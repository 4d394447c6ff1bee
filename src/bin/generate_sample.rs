use std::fs;
use std::path::PathBuf;

use anyhow::{Context, Result};
use clap::Parser;
use serde_json::json;

/// Write a synthetic census extract and its code dictionary.
#[derive(Parser, Debug)]
#[command(name = "generate_sample")]
struct Args {
    /// Directory to write sample_census.csv and sample_dictionary.json into
    #[arg(long, default_value = ".")]
    out_dir: PathBuf,

    /// Number of distinct records (duplicates are appended on top)
    #[arg(long, default_value_t = 200)]
    rows: usize,

    #[arg(long, default_value_t = 42)]
    seed: u64,
}

/// Seeded splitmix64 stream.
struct SimpleRng(u64);

impl SimpleRng {
    fn new(seed: u64) -> Self {
        SimpleRng(seed)
    }

    fn next_u64(&mut self) -> u64 {
        self.0 = self.0.wrapping_add(0x9E37_79B9_7F4A_7C15);
        let mut z = self.0;
        z = (z ^ (z >> 30)).wrapping_mul(0xBF58_476D_1CE4_E5B9);
        z = (z ^ (z >> 27)).wrapping_mul(0x94D0_49BB_1331_11EB);
        z ^ (z >> 31)
    }

    /// Uniform integer in `lo..=hi`.
    fn range(&mut self, lo: i64, hi: i64) -> i64 {
        let span = (hi - lo + 1) as u64;
        lo + (self.next_u64() % span) as i64
    }

    /// True with probability `percent` / 100.
    fn chance(&mut self, percent: u64) -> bool {
        self.next_u64() % 100 < percent
    }
}

const HEADER: [&str; 5] = [
    "SERIAL_NUM",
    "FAMILY_TYPE",
    "SEX",
    "AGE_BAND",
    "HOURS_PER_WEEK_WORKED",
];

fn family_type(rng: &mut SimpleRng) -> String {
    // communal-establishment residents carry the "not applicable" code
    if rng.chance(8) {
        "-8".to_string()
    } else {
        rng.range(1, 4).to_string()
    }
}

fn hours(rng: &mut SimpleRng) -> String {
    match rng.range(0, 99) {
        0..=4 => String::new(),
        5..=6 => "n/a".to_string(),
        7..=9 => "-8".to_string(),
        10..=11 => rng.range(101, 168).to_string(),
        _ => rng.range(0, 60).to_string(),
    }
}

fn generate_rows(rows: usize, rng: &mut SimpleRng) -> Vec<[String; 5]> {
    let mut records: Vec<[String; 5]> = (0..rows)
        .map(|i| {
            let mut record = [
                (100_000 + i).to_string(),
                family_type(rng),
                rng.range(1, 2).to_string(),
                rng.range(1, 7).to_string(),
                hours(rng),
            ];
            // guarantee one inadmissible code and one outlier regardless of seed
            match i {
                1 => record[1] = "9".to_string(),
                2 => record[4] = "150".to_string(),
                _ => {}
            }
            record
        })
        .collect();

    // serial numbers are unique, so only these copies are duplicates
    let duplicates = rows / 10;
    for _ in 0..duplicates {
        let source = rng.range(0, rows as i64 - 1) as usize;
        records.push(records[source].clone());
    }
    records
}

fn main() -> Result<()> {
    let args = Args::parse();
    let mut rng = SimpleRng::new(args.seed);

    fs::create_dir_all(&args.out_dir)
        .with_context(|| format!("creating {}", args.out_dir.display()))?;

    let records = generate_rows(args.rows, &mut rng);
    let csv_path = args.out_dir.join("sample_census.csv");
    let mut writer = csv::Writer::from_path(&csv_path)
        .with_context(|| format!("creating {}", csv_path.display()))?;
    writer.write_record(HEADER)?;
    for record in &records {
        writer.write_record(record)?;
    }
    writer.flush()?;

    let dictionary = json!({
        "FAMILY_TYPE": {
            "1": "Married or civil partnership couple family",
            "2": "Cohabiting couple family",
            "3": "Lone parent family",
            "4": "Other family type",
            "-8": "No code required (communal establishment residents)"
        },
        "SEX": {
            "1": "Male",
            "2": "Female"
        },
        "AGE_BAND": {
            "1": "Aged 15 years and under",
            "2": "Aged 16 to 24 years",
            "3": "Aged 25 to 34 years",
            "4": "Aged 35 to 44 years",
            "5": "Aged 45 to 54 years",
            "6": "Aged 55 to 64 years",
            "7": "Aged 65 years and over"
        }
    });
    let json_path = args.out_dir.join("sample_dictionary.json");
    fs::write(&json_path, serde_json::to_string_pretty(&dictionary)?)
        .with_context(|| format!("writing {}", json_path.display()))?;

    println!(
        "Wrote {} records ({} duplicates) to {} and dictionary to {}",
        records.len(),
        args.rows / 10,
        csv_path.display(),
        json_path.display()
    );
    Ok(())
}
/// Refinement stages. Each stage takes the table by value and hands back the
/// updated table with what it did.
///
/// ```text
///   dedup ──► normalize ──► sentinel ──► labels ──► outliers
/// ```

pub mod dedup;
pub mod labels;
pub mod normalize;
pub mod outliers;
pub mod sentinel;
use std::collections::BTreeSet;
use std::fs::File;
use std::path::Path;

use crate::error::RefineError;

use super::dictionary::CodeDictionary;
use super::model::{Table, Value};

// ---------------------------------------------------------------------------
// CSV loader
// ---------------------------------------------------------------------------

/// CSV layout: comma-delimited, header row, one record per row.
///
/// Every non-empty field is loaded as `Value::Text`; type coercion happens
/// later in the pipeline. Ragged rows and empty or duplicate header names are
/// rejected.
pub fn load_table(path: &Path) -> Result<Table, RefineError> {
    let file = File::open(path).map_err(|e| RefineError::open("CSV", path, e))?;
    let mut reader = csv::Reader::from_reader(file);

    let headers: Vec<String> = reader
        .headers()
        .map_err(|e| RefineError::malformed_table(path, e))?
        .iter()
        .map(|h| h.to_string())
        .collect();

    let mut seen = BTreeSet::new();
    for (idx, header) in headers.iter().enumerate() {
        if header.trim().is_empty() {
            return Err(RefineError::malformed_table(
                path,
                format!("column {idx} has an empty name in header"),
            ));
        }
        if !seen.insert(header.as_str()) {
            return Err(RefineError::malformed_table(
                path,
                format!("duplicate column '{header}' in header"),
            ));
        }
    }

    let mut rows = Vec::new();
    for (row_no, result) in reader.records().enumerate() {
        let record = result
            .map_err(|e| RefineError::malformed_table(path, format!("row {row_no}: {e}")))?;
        rows.push(record.iter().map(Value::from_field).collect());
    }

    log::debug!(
        "loaded {} rows x {} columns from {}",
        rows.len(),
        headers.len(),
        path.display()
    );
    Ok(Table::from_rows(headers, rows))
}

// ---------------------------------------------------------------------------
// JSON dictionary loader
// ---------------------------------------------------------------------------

/// Load the code dictionary document. See [`CodeDictionary::from_json_str`]
/// for the expected layout.
pub fn load_dictionary(path: &Path) -> Result<CodeDictionary, RefineError> {
    let text =
        std::fs::read_to_string(path).map_err(|e| RefineError::open("JSON", path, e))?;
    let dictionary = CodeDictionary::from_json_str(&text)
        .map_err(|reason| RefineError::malformed_dictionary(path, reason))?;

    log::debug!(
        "loaded {} dictionary entries from {}",
        dictionary.entries().len(),
        path.display()
    );
    Ok(dictionary)
}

========

## [THE TASK]
The listing above is to be copied exactly, in full.

## [ANSWER]
repository 4d394447c6ff1bee
filename src/bin/generate_sample.rs
use std::fs;
use std::path::PathBuf;

use anyhow::{Context, Result};
use clap::Parser;
use serde_json::json;

/// Write a synthetic census extract and its code dictionary.
#[derive(Parser, Debug)]
#[command(name = "generate_sample")]
struct Args {
    /// Directory to write sample_census.csv and sample_dictionary.json into
    #[arg(long, default_value = ".")]
    out_dir: PathBuf,

    /// Number of distinct records (duplicates are appended on top)
    #[arg(long, default_value_t = 200)]
    rows: usize,

    #[arg(long, default_value_t = 42)]
    seed: u64,
}

/// Seeded splitmix64 stream.
struct SimpleRng(u64);

impl SimpleRng {
    fn new(seed: u64) -> Self {
        SimpleRng(seed)
    }

    fn next_u64(&mut self) -> u64 {
        self.0 = self.0.wrapping_add(0x9E37_79B9_7F4A_7C15);
        let mut z = self.0;
        z = (z ^ (z >> 30)).wrapping_mul(0xBF58_476D_1CE4_E5B9);
        z = (z ^ (z >> 27)).wrapping_mul(0x94D0_49BB_1331_11EB);
        z ^ (z >> 31)
    }

    /// Uniform integer in `lo..=hi`.
    fn range(&mut self, lo: i64, hi: i64) -> i64 {
        let span = (hi - lo + 1) as u64;
        lo + (self.next_u64() % span) as i64
    }

    /// True with probability `percent` / 100.
    fn chance(&mut self, percent: u64) -> bool {
        self.next_u64() % 100 < percent
    }
}

const HEADER: [&str; 5] = [
    "SERIAL_NUM",
    "FAMILY_TYPE",
    "SEX",
    "AGE_BAND",
    "HOURS_PER_WEEK_WORKED",
];

fn family_type(rng: &mut SimpleRng) -> String {
    // communal-establishment residents carry the "not applicable" code
    if rng.chance(8) {
        "-8".to_string()
    } else {
        rng.range(1, 4).to_string()
    }
}

fn hours(rng: &mut SimpleRng) -> String {
    match rng.range(0, 99) {
        0..=4 => String::new(),
        5..=6 => "n/a".to_string(),
        7..=9 => "-8".to_string(),
        10..=11 => rng.range(101, 168).to_string(),
        _ => rng.range(0, 60).to_string(),
    }
}

fn generate_rows(rows: usize, rng: &mut SimpleRng) -> Vec<[String; 5]> {
    let mut records: Vec<[String; 5]> = (0..rows)
        .map(|i| {
            let mut record = [
                (100_000 + i).to_string(),
                family_type(rng),
                rng.range(1, 2).to_string(),
                rng.range(1, 7).to_string(),
                hours(rng),
            ];
            // guarantee one inadmissible code and one outlier regardless of seed
            match i {
                1 => record[1] = "9".to_string(),
                2 => record[4] = "150".to_string(),
                _ => {}
            }
            record
        })
        .collect();

    // serial numbers are unique, so only these copies are duplicates
    let duplicates = rows / 10;
    for _ in 0..duplicates {
        let source = rng.range(0, rows as i64 - 1) as usize;
        records.push(records[source].clone());
    }
    records
}

fn main() -> Result<()> {
    let args = Args::parse();
    let mut rng = SimpleRng::new(args.seed);

    fs::create_dir_all(&args.out_dir)
        .with_context(|| format!("creating {}", args.out_dir.display()))?;

    let records = generate_rows(args.rows, &mut rng);
    let csv_path = args.out_dir.join("sample_census.csv");
    let mut writer = csv::Writer::from_path(&csv_path)
        .with_context(|| format!("creating {}", csv_path.display()))?;
    writer.write_record(HEADER)?;
    for record in &records {
        writer.write_record(record)?;
    }
    writer.flush()?;

    let dictionary = json!({
        "FAMILY_TYPE": {
            "1": "Married or civil partnership couple family",
            "2": "Cohabiting couple family",
            "3": "Lone parent family",
            "4": "Other family type",
            "-8": "No code required (communal establishment residents)"
        },
        "SEX": {
            "1": "Male",
            "2": "Female"
        },
        "AGE_BAND": {
            "1": "Aged 15 years and under",
            "2": "Aged 16 to 24 years",
            "3": "Aged 25 to 34 years",
            "4": "Aged 35 to 44 years",
            "5": "Aged 45 to 54 years",
            "6": "Aged 55 to 64 years",
            "7": "Aged 65 years and over"
        }
    });
    let json_path = args.out_dir.join("sample_dictionary.json");
    fs::write(&json_path, serde_json::to_string_pretty(&dictionary)?)
        .with_context(|| format!("writing {}", json_path.display()))?;

    println!(
        "Wrote {} records ({} duplicates) to {} and dictionary to {}",
        records.len(),
        args.rows / 10,
        csv_path.display(),
        json_path.display()
    );
    Ok(())
}
/// Refinement stages. Each stage takes the table by value and hands back the
/// updated table with what it did.
///
/// ```text
///   dedup ──► normalize ──► sentinel ──► labels ──► outliers
/// ```

pub mod dedup;
pub mod labels;
pub mod normalize;
pub mod outliers;
pub mod sentinel;
use std::collections::BTreeSet;
use std::fs::File;
use std::path::Path;

use crate::error::RefineError;

use super::dictionary::CodeDictionary;
use super::model::{Table, Value};

// ---------------------------------------------------------------------------
// CSV loader
// ---------------------------------------------------------------------------

/// CSV layout: comma-delimited, header row, one record per row.
///
/// Every non-empty field is loaded as `Value::Text`; type coercion happens
/// later in the pipeline. Ragged rows and empty or duplicate header names are
/// rejected.
pub fn load_table(path: &Path) -> Result<Table, RefineError> {
    let file = File::open(path).map_err(|e| RefineError::open("CSV", path, e))?;
    let mut reader = csv::Reader::from_reader(file);

    let headers: Vec<String> = reader
        .headers()
        .map_err(|e| RefineError::malformed_table(path, e))?
        .iter()
        .map(|h| h.to_string())
        .collect();

    let mut seen = BTreeSet::new();
    for (idx, header) in headers.iter().enumerate() {
        if header.trim().is_empty() {
            return Err(RefineError::malformed_table(
                path,
                format!("column {idx} has an empty name in header"),
            ));
        }
        if !seen.insert(header.as_str()) {
            return Err(RefineError::malformed_table(
                path,
                format!("duplicate column '{header}' in header"),
            ));
        }
    }

    let mut rows = Vec::new();
    for (row_no, result) in reader.records().enumerate() {
        let record = result
            .map_err(|e| RefineError::malformed_table(path, format!("row {row_no}: {e}")))?;
        rows.push(record.iter().map(Value::from_field).collect());
    }

    log::debug!(
        "loaded {} rows x {} columns from {}",
        rows.len(),
        headers.len(),
        path.display()
    );
    Ok(Table::from_rows(headers, rows))
}

// ---------------------------------------------------------------------------
// JSON dictionary loader
// ---------------------------------------------------------------------------

/// Load the code dictionary document. See [`CodeDictionary::from_json_str`]
/// for the expected layout.
pub fn load_dictionary(path: &Path) -> Result<CodeDictionary, RefineError> {
    let text =
        std::fs::read_to_string(path).map_err(|e| RefineError::open("JSON", path, e))?;
    let dictionary = CodeDictionary::from_json_str(&text)
        .map_err(|reason| RefineError::malformed_dictionary(path, reason))?;

    log::debug!(
        "loaded {} dictionary entries from {}",
        dictionary.entries().len(),
        path.display()
    );
    Ok(dictionary)
}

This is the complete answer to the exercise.